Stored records
***
// Clonal Service Library
// Orchestrates the clonal-evolution analysis pipeline over external tools

pub mod config;
pub mod error;
pub mod execution;
pub mod futures;
pub mod operations;
pub mod orchestrator;
pub mod runners;
pub mod stages;
pub mod template;

// Re-export commonly used types
pub use config::FlowConfig;
pub use error::{ServiceError, ServiceResult};

// Re-export handle types
pub use futures::{FutureRegistry, HandleId, HandleState, OutputSet, TaskFailure, TaskHandle, TaskStatus};

// Re-export execution types
pub use execution::{
    progress_channel, EventSender, ExecutionEvent, FanOutRun, FanOutRunner, LogLevel,
    PipelineComposer, PipelineRun, ProgressReceiver, ProgressSender, StageInput, TaskExecutor,
};

pub use operations::{Operation, OperationCall};
pub use orchestrator::Orchestrator;
pub use runners::{ProcessInvocation, ProcessOutcome, ProcessRunner, Shell, ShellRunner};
pub use stages::StageKind;
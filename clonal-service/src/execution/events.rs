// Execution Events
// Progress reporting for launched tasks and fan-out runs

use crate::futures::handle::{HandleId, TaskStatus};
use crate::stages::StageKind;

use std::path::PathBuf;
use std::time::Duration;
use tokio::sync::mpsc;

/// Sender for execution progress events
pub type ProgressSender = mpsc::UnboundedSender<ExecutionEvent>;

/// Receiver for execution progress events
pub type ProgressReceiver = mpsc::UnboundedReceiver<ExecutionEvent>;

/// Create a new progress channel
pub fn progress_channel() -> (ProgressSender, ProgressReceiver) {
    mpsc::unbounded_channel()
}

/// Events emitted while tasks run
#[derive(Debug, Clone)]
pub enum ExecutionEvent {
    /// Task composed and handed to the executor
    TaskScheduled {
        handle_id: HandleId,
        stage: StageKind,
        task_dir: PathBuf,
        upstream: Vec<HandleId>,
    },

    /// Upstream resolved and a worker slot was acquired
    TaskStarted { handle_id: HandleId, stage: StageKind },

    /// Task resolved
    TaskCompleted {
        handle_id: HandleId,
        stage: StageKind,
        status: TaskStatus,
        duration: Duration,
        exit_code: Option<i32>,
    },

    /// Task never launched because an upstream task failed
    TaskSkipped {
        handle_id: HandleId,
        stage: StageKind,
        reason: String,
    },

    /// A fan-out instance was composed
    InstanceScheduled {
        instance: String,
        root: PathBuf,
        terminal: HandleId,
    },

    /// The fan-in aggregation was scheduled over every instance
    FanInScheduled { handle_id: HandleId, instances: usize },

    /// Log message (info, warning, error)
    Log { level: LogLevel, message: String },
}

/// Log level for log events
#[derive(Debug, Clone, Copy, PartialEq, Eq)]
pub enum LogLevel {
    Info,
    Warning,
    Error,
}

impl ExecutionEvent {
    /// Create a task completed event
    pub fn task_completed(
        handle_id: &HandleId,
        stage: StageKind,
        status: TaskStatus,
        duration: Duration,
        exit_code: Option<i32>,
    ) -> Self {
        Self::TaskCompleted {
            handle_id: handle_id.clone(),
            stage,
            status,
            duration,
            exit_code,
        }
    }

    /// Create an info log event
    pub fn info(message: impl Into<String>) -> Self {
        Self::Log {
            level: LogLevel::Info,
            message: message.into(),
        }
    }

    /// Create a warning log event
    pub fn warning(message: impl Into<String>) -> Self {
        Self::Log {
            level: LogLevel::Warning,
            message: message.into(),
        }
    }

    /// Create an error log event
    pub fn error(message: impl Into<String>) -> Self {
        Self::Log {
            level: LogLevel::Error,
            message: message.into(),
        }
    }
}

/// Helper trait for sending events, ignoring errors (fire-and-forget)
pub trait EventSender {
    fn send_event(&self, event: ExecutionEvent);
}

impl EventSender for ProgressSender {
    fn send_event(&self, event: ExecutionEvent) {
        let _ = self.send(event);
    }
}

impl EventSender for Option<ProgressSender> {
    fn send_event(&self, event: ExecutionEvent) {
        if let Some(sender) = self {
            let _ = sender.send(event);
        }
    }
}
// Operations
// Closed set of named entry points an external caller may invoke by name

use crate::error::{ServiceError, ServiceResult};
use crate::futures::handle::HandleId;

use serde::{Deserialize, Serialize};
use serde_json::{json, Value};
use std::path::PathBuf;

/// An invocation of one pipeline entry point.
///
/// Serialized as `{"name": ..., "arguments": {...}}`. Arguments ending in
/// `_id` name handles returned by earlier calls in the same session.
#[derive(Debug, Clone, PartialEq, Serialize, Deserialize)]
#[serde(tag = "name", content = "arguments", rename_all = "snake_case")]
pub enum Operation {
    TransformFromFiles {
        vcf: PathBuf,
    },
    ClusterFromFiles {
        cluster_input: PathBuf,
    },
    ClusterFromFutures {
        transform_id: HandleId,
    },
    ClusterTransformFromFiles {
        cluster_input: PathBuf,
        cluster_assignment: PathBuf,
    },
    ClusterTransformFromFutures {
        transform_id: HandleId,
        cluster_id: HandleId,
    },
    TreeBuildFromFiles {
        tree_input: PathBuf,
    },
    TreeBuildFromFutures {
        cluster_transform_id: HandleId,
    },
    AggregateFromFiles {
        vcf: PathBuf,
        cluster_assignment: PathBuf,
        tree_report_json: PathBuf,
        compressed_trees: PathBuf,
    },
    AggregateFromFutures {
        vcf: PathBuf,
        cluster_id: HandleId,
        tree_build_id: HandleId,
    },
    FullWorkflow {
        vcf: PathBuf,
    },
    ParallelWorkflows {
        vcfs: Vec<PathBuf>,
    },
}

/// A call as it arrives from outside: a name plus loosely typed arguments
#[derive(Debug, Clone, Serialize, Deserialize)]
pub struct OperationCall {
    pub name: String,
    #[serde(default)]
    pub arguments: Value,
}

impl OperationCall {
    pub fn into_operation(self) -> ServiceResult<Operation> {
        Operation::from_call(&self.name, self.arguments)
    }
}

impl Operation {
    /// Every operation name, in catalogue order
    pub const NAMES: [&'static str; 11] = [
        "transform_from_files",
        "cluster_from_files",
        "cluster_from_futures",
        "cluster_transform_from_files",
        "cluster_transform_from_futures",
        "tree_build_from_files",
        "tree_build_from_futures",
        "aggregate_from_files",
        "aggregate_from_futures",
        "full_workflow",
        "parallel_workflows",
    ];

    /// Build an operation from a name and a JSON object of arguments
    pub fn from_call(name: &str, arguments: Value) -> ServiceResult<Self> {
        if !Self::NAMES.contains(&name) {
            return Err(ServiceError::UnknownOperation(name.to_string()));
        }
        let arguments = match arguments {
            Value::Null => json!({}),
            other => other,
        };
        serde_json::from_value(json!({ "name": name, "arguments": arguments })).map_err(|e| {
            ServiceError::InvalidArguments {
                operation: name.to_string(),
                message: e.to_string(),
            }
        })
    }

    pub fn name(&self) -> &'static str {
        match self {
            Operation::TransformFromFiles { .. } => "transform_from_files",
            Operation::ClusterFromFiles { .. } => "cluster_from_files",
            Operation::ClusterFromFutures { .. } => "cluster_from_futures",
            Operation::ClusterTransformFromFiles { .. } => "cluster_transform_from_files",
            Operation::ClusterTransformFromFutures { .. } => "cluster_transform_from_futures",
            Operation::TreeBuildFromFiles { .. } => "tree_build_from_files",
            Operation::TreeBuildFromFutures { .. } => "tree_build_from_futures",
            Operation::AggregateFromFiles { .. } => "aggregate_from_files",
            Operation::AggregateFromFutures { .. } => "aggregate_from_futures",
            Operation::FullWorkflow { .. } => "full_workflow",
            Operation::ParallelWorkflows { .. } => "parallel_workflows",
        }
    }

    /// Function descriptions for a tool-calling agent
    pub fn catalogue() -> Vec<Value> {
        fn path(description: &str) -> Value {
            json!({ "type": "string", "description": description })
        }
        fn describe(name: &str, description: &str, properties: Value) -> Value {
            let required: Vec<String> = properties
                .as_object()
                .map(|props| props.keys().cloned().collect())
                .unwrap_or_default();
            json!({
                "name": name,
                "description": description,
                "parameters": {
                    "type": "object",
                    "properties": properties,
                    "required": required,
                }
            })
        }

        vec![
            describe(
                "transform_from_files",
                "Transforms a VCF file into the input format of the mutation clustering step",
                json!({ "vcf": path("Path to the VCF file") }),
            ),
            describe(
                "cluster_from_files",
                "Computes mutation clusters from a transformed mutation table",
                json!({ "cluster_input": path("Path to the cluster-ready table written by the VCF transform") }),
            ),
            describe(
                "cluster_from_futures",
                "Computes mutation clusters from the result of an earlier VCF transform",
                json!({ "transform_id": path("Handle id returned by transform_from_files") }),
            ),
            describe(
                "cluster_transform_from_files",
                "Formats clustered mutations as input for tree enumeration",
                json!({
                    "cluster_input": path("Path to the cluster-ready table"),
                    "cluster_assignment": path("Path to the cluster assignment table"),
                }),
            ),
            describe(
                "cluster_transform_from_futures",
                "Formats clustered mutations for tree enumeration from earlier transform and clustering results",
                json!({
                    "transform_id": path("Handle id of the VCF transform"),
                    "cluster_id": path("Handle id of the clustering step"),
                }),
            ),
            describe(
                "tree_build_from_files",
                "Enumerates, ranks and reports phylogenetic trees",
                json!({ "tree_input": path("Path to the tree-enumeration input table") }),
            ),
            describe(
                "tree_build_from_futures",
                "Enumerates, ranks and reports phylogenetic trees from an earlier cluster transform",
                json!({ "cluster_transform_id": path("Handle id of the cluster transform") }),
            ),
            describe(
                "aggregate_from_files",
                "Aggregates the VCF, cluster assignment and tree reports into one JSON document",
                json!({
                    "vcf": path("Path to the original VCF file"),
                    "cluster_assignment": path("Path to the cluster assignment table"),
                    "tree_report_json": path("Path to the JSON tree report"),
                    "compressed_trees": path("Path to the compressed tree file"),
                }),
            ),
            describe(
                "aggregate_from_futures",
                "Aggregates results of earlier clustering and tree building into one JSON document",
                json!({
                    "vcf": path("Path to the original VCF file"),
                    "cluster_id": path("Handle id of the clustering step"),
                    "tree_build_id": path("Handle id of the tree building step"),
                }),
            ),
            describe(
                "full_workflow",
                "Runs every stage from VCF to aggregated JSON for one sample",
                json!({ "vcf": path("Path to the VCF file") }),
            ),
            describe(
                "parallel_workflows",
                "Runs the full workflow for several samples concurrently and merges their results",
                json!({
                    "vcfs": {
                        "type": "array",
                        "items": { "type": "string" },
                        "description": "Paths to the VCF files",
                    }
                }),
            ),
        ]
    }
}
//! Error types for the credit ledger.

use crate::ids::IdError;

/// Result type for ledger operations.
pub type Result<T> = std::result::Result<T, LedgerError>;

/// Errors surfaced by ledger operations.
#[derive(Debug, thiserror::Error)]
pub enum LedgerError {
    /// The balance does not cover the requested spend.
    #[error("insufficient credits: balance={balance}, required={required}")]
    InsufficientCredits {
        /// Current balance.
        balance: i64,
        /// Credits the operation needs.
        required: i64,
    },

    /// The caller is anonymous or not signed in.
    #[error("unauthenticated")]
    Unauthenticated,

    /// The target account has no credit record.
    #[error("account not found: {account_id}")]
    AccountNotFound {
        /// The account that was not found.
        account_id: String,
    },

    /// The store could not complete the transaction. The operation may be
    /// retried after re-reading the balance.
    #[error("ledger unavailable after {attempts} attempt(s): {reason}")]
    LedgerUnavailable {
        /// Transaction attempts made.
        attempts: u32,
        /// Last failure seen.
        reason: String,
    },

    /// Amount or cost outside the accepted range.
    #[error("invalid amount: {0}")]
    InvalidAmount(String),

    /// Invalid identifier.
    #[error("invalid identifier: {0}")]
    InvalidId(#[from] IdError),
}

impl LedgerError {
    /// Stable machine-readable code, shared by the HTTP API and client.
    #[must_use]
    pub const fn code(&self) -> &'static str {
        match self {
            Self::InsufficientCredits { .. } => "insufficient_credits",
            Self::Unauthenticated => "unauthenticated",
            Self::AccountNotFound { .. } => "account_not_found",
            Self::LedgerUnavailable { .. } => "ledger_unavailable",
            Self::InvalidAmount(_) => "invalid_amount",
            Self::InvalidId(_) => "invalid_id",
        }
    }
}
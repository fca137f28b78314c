//! Request and response types for the ledger client.

use chrono::{DateTime, Utc};
use serde::{Deserialize, Serialize};

pub use credit_ledger_core::{LedgerAction, Reconciliation};

/// Current balance of the caller's account.
#[derive(Debug, Clone, Deserialize)]
pub struct BalanceResponse {
    /// Account ID.
    pub account_id: String,
    /// Balance in credits.
    pub balance: i64,
    /// Record revision (0 for an account that was never written).
    pub revision: u64,
    /// Whether this read applied the monthly grant.
    pub granted: bool,
}

/// One ledger entry.
#[derive(Debug, Clone, Deserialize)]
pub struct Entry {
    /// Entry ID.
    pub id: String,
    /// Position in the account's log, starting at 1.
    pub sequence: u64,
    /// What caused the change.
    pub action: LedgerAction,
    /// Credits spent; negative for grants and purchases.
    pub delta: i64,
    /// Balance after this entry.
    pub balance_after: i64,
    /// Payment reference, for purchases.
    #[serde(default)]
    pub reference: Option<String>,
    /// When the entry was written.
    pub created_at: DateTime<Utc>,
}

/// Result of a successful spend.
#[derive(Debug, Clone, Deserialize)]
pub struct SpendResponse {
    /// Balance after the spend.
    pub balance: i64,
    /// The entry written.
    pub entry: Entry,
}

/// A page of history, newest first.
#[derive(Debug, Clone, Deserialize)]
pub struct EntriesPage {
    /// Entries on this page.
    pub entries: Vec<Entry>,
    /// Whether older entries exist past this page.
    pub has_more: bool,
}

/// Operator grant request.
#[derive(Debug, Clone, Serialize)]
pub struct GrantCreditsRequest {
    /// Account to credit.
    pub account_id: String,
    /// Credits to add.
    pub amount: i64,
    /// Audit note.
    #[serde(skip_serializing_if = "Option::is_none")]
    pub reason: Option<String>,
}

/// Result of a credit.
#[derive(Debug, Clone, Deserialize)]
pub struct CreditResponse {
    /// The credited account.
    pub account_id: String,
    /// Balance after the credit.
    pub balance: i64,
    /// The entry applied.
    pub entry: Entry,
    /// Whether the credit had already been applied.
    pub duplicate: bool,
}

/// API error envelope.
#[derive(Debug, Clone, Deserialize)]
pub struct ApiErrorResponse {
    /// Error details.
    pub error: ApiErrorDetail,
}

/// API error details.
#[derive(Debug, Clone, Deserialize)]
pub struct ApiErrorDetail {
    /// Error code.
    pub code: String,
    /// Error message.
    pub message: String,
    /// Additional details.
    #[serde(default)]
    pub details: Option<serde_json::Value>,
}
***
Your goal = Repeat the entries verbatim through the line with "commonly used types".

Solution for this problem =
// Clonal Service Library
// Orchestrates the clonal-evolution analysis pipeline over external tools

pub mod config;
pub mod error;
pub mod execution;
pub mod futures;
pub mod operations;
pub mod orchestrator;
pub mod runners;
pub mod stages;
pub mod template;

// Re-export commonly used types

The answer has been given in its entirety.